- [Work required] All lines in the records below with the word "code" must be returned.

- [Task input]
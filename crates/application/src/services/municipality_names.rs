//! Built-in municipality names
//!
//! Short display names for the metropolitan cities and the county-level
//! municipalities served through the national provider. Sorted by code.

/// `(city code, display name)`, sorted by code
pub const MUNICIPALITY_NAMES: [(&str, &str); 100] = [
    ("12", "세종"),
    ("22", "대구"),
    ("23", "인천"),
    ("24", "광주"),
    ("25", "대전"),
    ("26", "울산"),
    ("32010", "춘천"),
    ("32020", "원주"),
    ("32050", "태백"),
    ("32310", "홍천"),
    ("32360", "철원"),
    ("32410", "양양"),
    ("33010", "청주"),
    ("33020", "충주"),
    ("33030", "제천"),
    ("33320", "보은"),
    ("33330", "옥천"),
    ("33340", "영동"),
    ("33350", "진천"),
    ("33360", "괴산"),
    ("33370", "음성"),
    ("33380", "단양"),
    ("34010", "천안"),
    ("34020", "공주"),
    ("34040", "아산"),
    ("34050", "서산"),
    ("34060", "논산"),
    ("34070", "계룡"),
    ("34330", "부여"),
    ("34390", "당진"),
    ("35010", "전주"),
    ("35020", "군산"),
    ("35040", "정읍"),
    ("35050", "남원"),
    ("35060", "김제"),
    ("35320", "진안"),
    ("35330", "무주"),
    ("35340", "장수"),
    ("35350", "임실"),
    ("35360", "순창"),
    ("35370", "고창"),
    ("35380", "부안"),
    ("36010", "목포"),
    ("36020", "여수"),
    ("36030", "순천"),
    ("36040", "나주"),
    ("36060", "광양"),
    ("36320", "곡성"),
    ("36330", "구례"),
    ("36350", "고흥"),
    ("36380", "장흥"),
    ("36400", "해남"),
    ("36410", "영암"),
    ("36420", "무안"),
    ("36430", "함평"),
    ("36450", "장성"),
    ("36460", "완도"),
    ("36470", "진도"),
    ("36480", "신안"),
    ("37010", "포항"),
    ("37020", "경주"),
    ("37030", "김천"),
    ("37040", "안동"),
    ("37050", "구미"),
    ("37060", "영주"),
    ("37070", "영천"),
    ("37080", "상주"),
    ("37090", "문경"),
    ("37100", "경산"),
    ("37320", "의성"),
    ("37330", "청송"),
    ("37340", "영양"),
    ("37350", "영덕"),
    ("37360", "청도"),
    ("37370", "고령"),
    ("37380", "성주"),
    ("37390", "칠곡"),
    ("37400", "예천"),
    ("37410", "봉화"),
    ("37420", "울진"),
    ("37430", "울릉"),
    ("38010", "창원"),
    ("38030", "진주"),
    ("38050", "통영"),
    ("38060", "사천"),
    ("38070", "김해"),
    ("38080", "밀양"),
    ("38090", "거제"),
    ("38100", "양산"),
    ("38310", "의령"),
    ("38320", "함안"),
    ("38330", "창녕"),
    ("38340", "고성"),
    ("38350", "남해"),
    ("38360", "하동"),
    ("38370", "산청"),
    ("38380", "함양"),
    ("38390", "거창"),
    ("38400", "합천"),
    ("39", "제주"),
];

/// Built-in display name for a city code
#[must_use]
pub fn builtin_name(code: &str) -> Option<&'static str> {
    MUNICIPALITY_NAMES
        .binary_search_by(|(candidate, _)| (*candidate).cmp(code))
        .ok()
        .map(|idx| MUNICIPALITY_NAMES[idx].1)
}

- [Exercise result]
//! municipalities served through the national provider. Sorted by code.
/// `(city code, display name)`, sorted by code
/// Built-in display name for a city code
pub fn builtin_name(code: &str) -> Option<&'static str> {
        .binary_search_by(|(candidate, _)| (*candidate).cmp(code))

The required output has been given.